Das heuer auf die Bühne gebrachte Lustspiel in drei Akten trägt den Titel "Ruhestand - und plötzlich war die Ruhe weg". Das buchstäblich aus dem Leben gegriffene Thema "Ruhestand" wird im Theaterstück von vielen Seiten beleuchtet.
Die zahlreichen Konflikte, die der anfangs so festliche und beschauliche Eintritt in den neuen Lebensabschnitt mit sich bringt, führen nicht selten zu ungeahnten, humorvoll dargestellten menschlichen Verwicklungen. Neben der Bewunderung für ihre schauspielerische Umsetzung kennzeichnen viele entspannende Lachstürme die Reaktion des dankbaren Publikums.
Zunächst ist die Ehefrau von Julius Klein (Margot Freidhof) mit sich und ihrem Leben ganz zufrieden. Sie kümmert sich um Haus und Familie und betreibt eine kleine Pension. Ihre Freizeit verbringt sie am liebsten mit ihren beiden Freundinnen Karola (Christina Dotterweich) und Gisela (Gitti Klöffel).
Doch eines Tages findet dieses wunderschöne Leben ein jähes Ende, als Thereses Ehemann Julius (Gerd Nicolai) nach 43 Jahren seinen Ruhestand antritt. Da brechen neue Zeiten nicht nur für ihn selbst an, sondern auch für seine Frau und Tochter Renate (Jessica Hein). Der schwierige Ablösungsprozess von seiner ehemaligen Firma und seiner treuen Sekretärin Lieselotte Schlüpfer (Gitte Kleinhenz) sowie die umfassende Planung des Ruhestandes mittels "Brainstorming" und "Jour fix" sorgen für Furore und menschlichen Zwist.

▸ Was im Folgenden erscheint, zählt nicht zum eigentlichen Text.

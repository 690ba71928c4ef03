use std::sync::Arc;
use std::sync::atomic::{AtomicBool, Ordering};
use std::sync::mpsc;
use std::time::Duration;

use workbar_core::config;
use workbar_core::overlay::OverlayView;
use workbar_core::{Synchronizer, VirtualDesktops, WidgetEvent, WindowResult};

use crate::ctrl_c;
use crate::desktop::AccessorDll;
use crate::event_loop;
use crate::overlay::OverlayWindow;
use crate::taskbar::ShellTaskbar;

use super::widget_handlers;
use super::widget_threads;
use super::widget_types::{
    CHANNEL_CAPACITY, EVENT_CAPACITY, Flow, Timer, WidgetMsg, WidgetState,
};

/// The UI loop: startup sequence, message dispatch, and teardown.
pub(super) fn widget_loop() -> WindowResult<()> {
    let config = config::load();
    workbar_core::log::init(&config.logging);

    workbar_core::log_info!("Workbar started (PID: {})", std::process::id());
    workbar_core::log_info!(
        "Config: overlay {}x{} gap={}, timers position={}ms indicator={}ms title={}ms",
        config.overlay.width,
        config.overlay.height,
        config.overlay.gap,
        config.timers.position_ms,
        config.timers.indicator_ms,
        config.timers.title_ms
    );

    let (tx, rx) = mpsc::sync_channel::<WidgetMsg>(CHANNEL_CAPACITY);
    let (event_tx, event_rx) = mpsc::sync_channel::<WidgetEvent>(EVENT_CAPACITY);
    let event_loop = event_loop::start(event_tx, Some(config.overlay.clone()))?;

    let overlay = OverlayWindow::from_raw(event_loop.overlay(), config.overlay.clone());
    let desktops = AccessorDll::load();
    if desktops.is_available() && !desktops.pin(overlay.handle()) {
        workbar_core::log_warn!("could not pin the overlay to all desktops");
    }

    let sync = Synchronizer::new(
        ShellTaskbar,
        overlay,
        config.overlay.size(),
        f64::from(config.overlay.gap),
    );
    let mut state = WidgetState {
        sync,
        desktops,
        view: OverlayView::default(),
        config: config.overlay.clone(),
    };

    // Startup: place, paint and show, then listen for taskbar moves and
    // snap once to the taskbar window itself.
    state.sync.poll();
    widget_handlers::refresh_indicator(&mut state);
    widget_handlers::repaint(&mut state);
    event_loop.hook_taskbar();
    state.sync.snap();
    widget_handlers::refresh_title(&mut state);

    let ctrl_c_tx = tx.clone();
    if let Err(e) = ctrl_c::set_handler(move || {
        let _ = ctrl_c_tx.try_send(WidgetMsg::Shutdown);
    }) {
        workbar_core::log_warn!("Ctrl+C handler not installed: {e}");
    }

    let event_bridge = widget_threads::spawn_event_bridge(event_rx, tx.clone());

    let stop = Arc::new(AtomicBool::new(false));
    let timers = [
        (Timer::Position, config.timers.position_ms),
        (Timer::Indicator, config.timers.indicator_ms),
        (Timer::Title, config.timers.title_ms),
    ]
    .map(|(timer, ms)| {
        widget_threads::spawn_timer(tx.clone(), timer, Duration::from_millis(ms), stop.clone())
    });
    drop(tx);

    while let Ok(msg) = rx.recv() {
        match msg {
            WidgetMsg::Event(event) => {
                if widget_handlers::handle_event(event, &mut state) == Flow::Exit {
                    break;
                }
            }
            WidgetMsg::Tick(timer) => widget_handlers::handle_tick(timer, &mut state),
            WidgetMsg::Shutdown => break,
        }
    }

    workbar_core::log_info!("Workbar stopping");

    stop.store(true, Ordering::Relaxed);
    event_loop.stop();
    // Unblocks any producer waiting on a full channel.
    drop(rx);
    let _ = event_bridge.join();
    for timer in timers {
        let _ = timer.join();
    }

    Ok(())
}
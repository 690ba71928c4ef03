use super::*;

const SCREEN: Size = Size {
    width: 1920,
    height: 1080,
};
const OVERLAY: Size = Size {
    width: 200,
    height: 40,
};
const GAP: f64 = 5.0;

fn reading(edge: Edge, bounds: Rect, auto_hide: bool) -> Reading {
    Reading {
        geometry: TaskbarGeometry {
            edge,
            bounds,
            auto_hide,
        },
        screen: SCREEN,
    }
}

/// Returns the overlay rectangle as (left, top, right, bottom).
fn overlay_edges(p: Placement) -> (f64, f64, f64, f64) {
    (
        p.left,
        p.top,
        p.left + f64::from(OVERLAY.width),
        p.top + f64::from(OVERLAY.height),
    )
}

// -- snap --

#[test]
fn snap_bottom_taskbar_matches_reference_scenario() {
    // Arrange
    let bounds = Rect::from_ltrb(0, 1040, 1920, 1080);

    // Act
    let placement = snap(&bounds, Edge::Bottom, OVERLAY, GAP).unwrap();

    // Assert
    assert_eq!(placement, Placement::new(860.0, 995.0));
}

#[test]
fn snap_places_overlay_outside_taskbar_on_interior_side() {
    let bottom = Rect::from_ltrb(0, 1032, 1920, 1080);
    let top = Rect::from_ltrb(0, 0, 1920, 48);
    let left = Rect::from_ltrb(0, 0, 62, 1080);
    let right = Rect::from_ltrb(1858, 0, 1920, 1080);

    // Bottom: overlay bottom edge is `gap` above the taskbar top.
    let (_, _, _, b) = overlay_edges(snap(&bottom, Edge::Bottom, OVERLAY, GAP).unwrap());
    assert_eq!(f64::from(bottom.y) - b, GAP);

    // Top: overlay top edge is `gap` below the taskbar bottom.
    let (_, t, _, _) = overlay_edges(snap(&top, Edge::Top, OVERLAY, GAP).unwrap());
    assert_eq!(t - f64::from(top.bottom()), GAP);

    // Left: overlay left edge is `gap` right of the taskbar.
    let (l, _, _, _) = overlay_edges(snap(&left, Edge::Left, OVERLAY, GAP).unwrap());
    assert_eq!(l - f64::from(left.right()), GAP);

    // Right: overlay right edge is `gap` left of the taskbar.
    let (_, _, r, _) = overlay_edges(snap(&right, Edge::Right, OVERLAY, GAP).unwrap());
    assert_eq!(f64::from(right.x) - r, GAP);
}

#[test]
fn snap_centers_along_the_taskbar_axis() {
    // Odd spans leave a half-unit remainder.
    let bottom = Rect::from_ltrb(0, 1040, 1921, 1080);
    let right = Rect::from_ltrb(1858, 0, 1920, 1081);

    let p = snap(&bottom, Edge::Bottom, OVERLAY, GAP).unwrap();
    let overlay_center = p.left + f64::from(OVERLAY.width) / 2.0;
    let taskbar_center = f64::from(bottom.x) + f64::from(bottom.width) / 2.0;
    assert!((overlay_center - taskbar_center).abs() <= 0.5);

    let p = snap(&right, Edge::Right, OVERLAY, GAP).unwrap();
    let (x, y) = p.to_pixels();
    assert_eq!(x, 1858 - 200 - 5);
    let rounded_center = f64::from(y) + f64::from(OVERLAY.height) / 2.0;
    assert!((rounded_center - 540.5).abs() <= 0.5);
}

#[test]
fn snap_centers_on_top_and_left_taskbars() {
    // Arrange
    let top = Rect::from_ltrb(0, 0, 1921, 48);
    let left = Rect::from_ltrb(0, 0, 62, 1081);

    // Act
    let above = snap(&top, Edge::Top, OVERLAY, GAP).unwrap();
    let beside = snap(&left, Edge::Left, OVERLAY, GAP).unwrap();

    // Assert
    let overlay_center = above.left + f64::from(OVERLAY.width) / 2.0;
    let taskbar_center = f64::from(top.x) + f64::from(top.width) / 2.0;
    assert!((overlay_center - taskbar_center).abs() <= 0.5);
    assert_eq!(above.top, 53.0);

    let overlay_center = beside.top + f64::from(OVERLAY.height) / 2.0;
    let taskbar_center = f64::from(left.y) + f64::from(left.height) / 2.0;
    assert!((overlay_center - taskbar_center).abs() <= 0.5);
    assert_eq!(beside.left, 67.0);
}

#[test]
fn snap_unknown_edge_yields_nothing() {
    let bounds = Rect::from_ltrb(0, 1040, 1920, 1080);
    assert_eq!(snap(&bounds, Edge::Unknown, OVERLAY, GAP), None);
}

// -- auto_hide_aware --

#[test]
fn auto_hide_on_places_overlay_on_screen_bottom() {
    // Act
    let placement = auto_hide_aware(SCREEN, 40, true, OVERLAY);

    // Assert
    assert_eq!(placement.top, 1040.0);
    assert_eq!(placement.top + f64::from(OVERLAY.height), 1080.0);
    assert_eq!(placement.left, 860.0);
}

#[test]
fn auto_hide_off_places_overlay_above_taskbar() {
    // Act
    let placement = auto_hide_aware(SCREEN, 48, false, OVERLAY);

    // Assert
    assert_eq!(placement.top, 1080.0 - 48.0 - 40.0);
    assert_eq!(placement.left, 860.0);
}

// -- reconcile --

#[test]
fn reconcile_is_idempotent() {
    let input = reading(Edge::Bottom, Rect::from_ltrb(0, 1040, 1920, 1080), false);

    for mode in [Mode::AutoHideAware, Mode::Snap] {
        let first = reconcile(mode, &input, OVERLAY, GAP);
        let second = reconcile(mode, &input, OVERLAY, GAP);
        assert!(first.is_some());
        assert_eq!(first, second);
    }
}

#[test]
fn reconcile_auto_hide_mode_uses_taskbar_thickness() {
    let input = reading(Edge::Bottom, Rect::from_ltrb(0, 1040, 1920, 1080), false);

    let placement = reconcile(Mode::AutoHideAware, &input, OVERLAY, GAP).unwrap();

    assert_eq!(placement, Placement::new(860.0, 1000.0));
}

#[test]
fn reconcile_auto_hide_mode_snaps_for_side_taskbars() {
    let input = reading(Edge::Left, Rect::from_ltrb(0, 0, 62, 1080), false);

    let placement = reconcile(Mode::AutoHideAware, &input, OVERLAY, GAP).unwrap();

    assert_eq!(placement, Placement::new(67.0, 520.0));
}

#[test]
fn reconcile_unknown_edge_skips_pass() {
    let input = Reading {
        geometry: TaskbarGeometry::unknown(),
        screen: SCREEN,
    };

    assert_eq!(reconcile(Mode::AutoHideAware, &input, OVERLAY, GAP), None);
    assert_eq!(reconcile(Mode::Snap, &input, OVERLAY, GAP), None);
}

#[test]
fn reconcile_empty_screen_or_overlay_skips_pass() {
    let mut input = reading(Edge::Bottom, Rect::from_ltrb(0, 1040, 1920, 1080), true);
    assert_eq!(
        reconcile(Mode::Snap, &input, Size::new(0, 40), GAP),
        None
    );

    input.screen = Size::default();
    assert_eq!(reconcile(Mode::AutoHideAware, &input, OVERLAY, GAP), None);
}

#[test]
fn to_pixels_rounds_half_units() {
    assert_eq!(Placement::new(859.5, 995.4).to_pixels(), (860, 995));
}
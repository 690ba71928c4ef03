pub mod init;

#[cfg(windows)]
pub mod events;
#[cfg(windows)]
pub mod probe;
#[cfg(windows)]
pub mod run;
#[cfg(windows)]
pub mod start;
#[cfg(windows)]
pub mod status;
#[cfg(windows)]
pub mod stop;

/// Everything except `init` talks to the Windows shell.
#[cfg(not(windows))]
pub fn unsupported() {
    eprintln!("Error: this command requires Windows.");
    std::process::exit(1);
}
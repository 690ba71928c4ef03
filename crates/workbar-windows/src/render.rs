//! DIB rendering of the overlay.
//!
//! Draws the previous/next buttons, the desktop markers and the
//! foreground title into a 32-bit BGRA bitmap, then presents it with
//! `UpdateLayeredWindow`. Hover opacity is applied as the constant
//! alpha of the blend, so the bitmap itself stays opaque.

use std::mem;

use windows::Win32::Foundation::{COLORREF, HWND, POINT, SIZE};
use windows::Win32::Graphics::Gdi::{
    BI_RGB, BITMAPINFO, BITMAPINFOHEADER, BLENDFUNCTION,
    CreateCompatibleDC, CreateDIBSection, CreateFontW, DIB_RGB_COLORS, DeleteDC, DeleteObject,
    FONT_CHARSET, FONT_CLIP_PRECISION, FONT_OUTPUT_PRECISION, FONT_QUALITY, GetDC, HDC,
    ReleaseDC, SelectObject, SetBkMode, TRANSPARENT,
};
use windows::Win32::UI::WindowsAndMessaging::{ULW_ALPHA, UpdateLayeredWindow};
use windows::core::PCWSTR;

use workbar_core::config::OverlayConfig;
use workbar_core::desktop::ACTIVE_MARKER;
use workbar_core::overlay::OverlayView;

use crate::text::{self, Color, DrawCtx};

const PREV_GLYPH: &str = "‹";
const NEXT_GLYPH: &str = "›";

/// Space between the previous button and the first marker.
const PADDING: i32 = 8;
const MARKER_SPACING: i32 = 4;
const TITLE_GAP: i32 = 12;

/// Renders the overlay content and applies it to the layered window.
pub fn render_overlay(hwnd: HWND, config: &OverlayConfig, view: &OverlayView) {
    let (w, h) = (config.width, config.height);
    if w <= 0 || h <= 0 {
        return;
    }

    let colors = &config.colors;
    let bg = Color::from_hex_or(&colors.background, Color::rgb(0x1e, 0x1e, 0x2e));
    let fg = Color::from_hex_or(&colors.foreground, Color::rgb(0xcd, 0xd6, 0xf4));
    let active = Color::from_hex_or(&colors.active, Color::rgb(0x89, 0xb4, 0xfa));
    let button = Color::from_hex_or(&colors.button, Color::rgb(0x31, 0x32, 0x44));
    let alpha = (u32::from(config.opacity(view.hovered)) * 255 / 100) as u8;

    unsafe {
        let screen_dc = GetDC(None);
        let mem_dc = CreateCompatibleDC(Some(screen_dc));

        let bmi = BITMAPINFO {
            bmiHeader: BITMAPINFOHEADER {
                biSize: mem::size_of::<BITMAPINFOHEADER>() as u32,
                biWidth: w,
                biHeight: -h,
                biPlanes: 1,
                biBitCount: 32,
                biCompression: BI_RGB.0,
                ..Default::default()
            },
            ..Default::default()
        };

        let mut bits = std::ptr::null_mut();
        let Ok(bmp) = CreateDIBSection(Some(mem_dc), &bmi, DIB_RGB_COLORS, &mut bits, None, 0)
        else {
            workbar_core::log_warn!("overlay render: CreateDIBSection failed");
            let _ = DeleteDC(mem_dc);
            let _ = ReleaseDC(None, screen_dc);
            return;
        };
        if bits.is_null() {
            let _ = DeleteObject(bmp.into());
            let _ = DeleteDC(mem_dc);
            let _ = ReleaseDC(None, screen_dc);
            return;
        }

        let old_bmp = SelectObject(mem_dc, bmp.into());

        // Corners outside the rounded background stay fully transparent.
        let buf = std::slice::from_raw_parts_mut(bits as *mut u32, (w * h) as usize);
        buf.fill(0);

        let font_wide: Vec<u16> = config
            .font
            .encode_utf16()
            .chain(std::iter::once(0))
            .collect();
        let font = CreateFontW(
            config.font_size,
            0,
            0,
            0,
            400,
            0,
            0,
            0,
            FONT_CHARSET(0),
            FONT_OUTPUT_PRECISION(0),
            FONT_CLIP_PRECISION(0),
            FONT_QUALITY(0),
            0,
            PCWSTR(font_wide.as_ptr()),
        );
        let old_font = SelectObject(mem_dc, font.into());
        let _ = SetBkMode(mem_dc, TRANSPARENT);

        let mut ctx = DrawCtx {
            dc: mem_dc,
            buf,
            w,
            h,
            bg_pixel: text::pixel_from_color(bg),
        };

        text::draw_pill(&mut ctx, 0, 0, w, h, bg, h / 4);
        draw_content(&mut ctx, config, view, fg, active, button);

        apply_layered(hwnd, screen_dc, mem_dc, w, h, alpha);

        SelectObject(mem_dc, old_font);
        let _ = DeleteObject(font.into());
        SelectObject(mem_dc, old_bmp);
        let _ = DeleteObject(bmp.into());
        let _ = DeleteDC(mem_dc);
        let _ = ReleaseDC(None, screen_dc);
    }
}

/// Buttons at both ends, markers and title in between.
fn draw_content(
    ctx: &mut DrawCtx,
    config: &OverlayConfig,
    view: &OverlayView,
    fg: Color,
    active: Color,
    button: Color,
) {
    let (w, h) = (ctx.w, ctx.h);
    let bw = config.button_width;

    if bw > 0 {
        let inset = 4.min(h / 4);
        let radius = h / 4;
        text::draw_pill(ctx, inset, inset, bw - inset, h - 2 * inset, button, radius);
        text::draw_pill(ctx, w - bw, inset, bw - inset, h - 2 * inset, button, radius);
        // Text lands on the button fill, not the background.
        let saved = ctx.bg_pixel;
        ctx.bg_pixel = text::pixel_from_color(button);
        text::draw_text_centered(ctx, 0, bw, PREV_GLYPH, fg);
        text::draw_text_centered(ctx, w - bw, bw, NEXT_GLYPH, fg);
        ctx.bg_pixel = saved;
    }

    let mut x = bw + PADDING;
    for marker in view.indicator.markers() {
        let color = if marker == ACTIVE_MARKER { active } else { fg };
        x = text::draw_text(ctx, x, marker.encode_utf8(&mut [0; 4]), color) + MARKER_SPACING;
    }

    if !view.title.is_empty() {
        if view.indicator.count > 0 {
            x += TITLE_GAP - MARKER_SPACING;
        }
        text::draw_text(ctx, x, &view.title, fg);
    }
}

/// Calls `UpdateLayeredWindow` to present the bitmap at `alpha`.
///
/// The window keeps its current position; only the surface changes.
unsafe fn apply_layered(hwnd: HWND, screen_dc: HDC, mem_dc: HDC, w: i32, h: i32, alpha: u8) {
    let blend = BLENDFUNCTION {
        // AC_SRC_OVER with per-pixel AC_SRC_ALPHA.
        BlendOp: 0,
        SourceConstantAlpha: alpha,
        AlphaFormat: 1,
        ..Default::default()
    };
    unsafe {
        let _ = UpdateLayeredWindow(
            hwnd,
            Some(screen_dc),
            None,
            Some(&SIZE { cx: w, cy: h }),
            Some(mem_dc),
            Some(&POINT::default()),
            COLORREF(0),
            Some(&blend),
            ULW_ALPHA,
        );
    }
}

Für Ehefrau Therese, deren Arbeit vom Neu-Pensionär Julius gering geschätzt wird, ist es nicht zum Aushalten. Auch für die beiden Freunde von Julius, Erwin (Ernst Geist) und Franz-Martin (Oskar Hein) ist die Lage nicht einfach. Dazu kommt, dass der frisch gebackene Pensionär mit Hilfe des "sächselnden" Pensionsgastes Karl May (Matthias Weber) umfangreiche Renovierungsarbeiten in Angriff nimmt. Das nervt gewaltig, aber der "Verdachtsschwiegersohn" Stefan (Thomas Klöffel) kommt auf eine zündende Idee, wie aus dem entstandenen Chaos wieder ein geordneter Haushalt entsteht.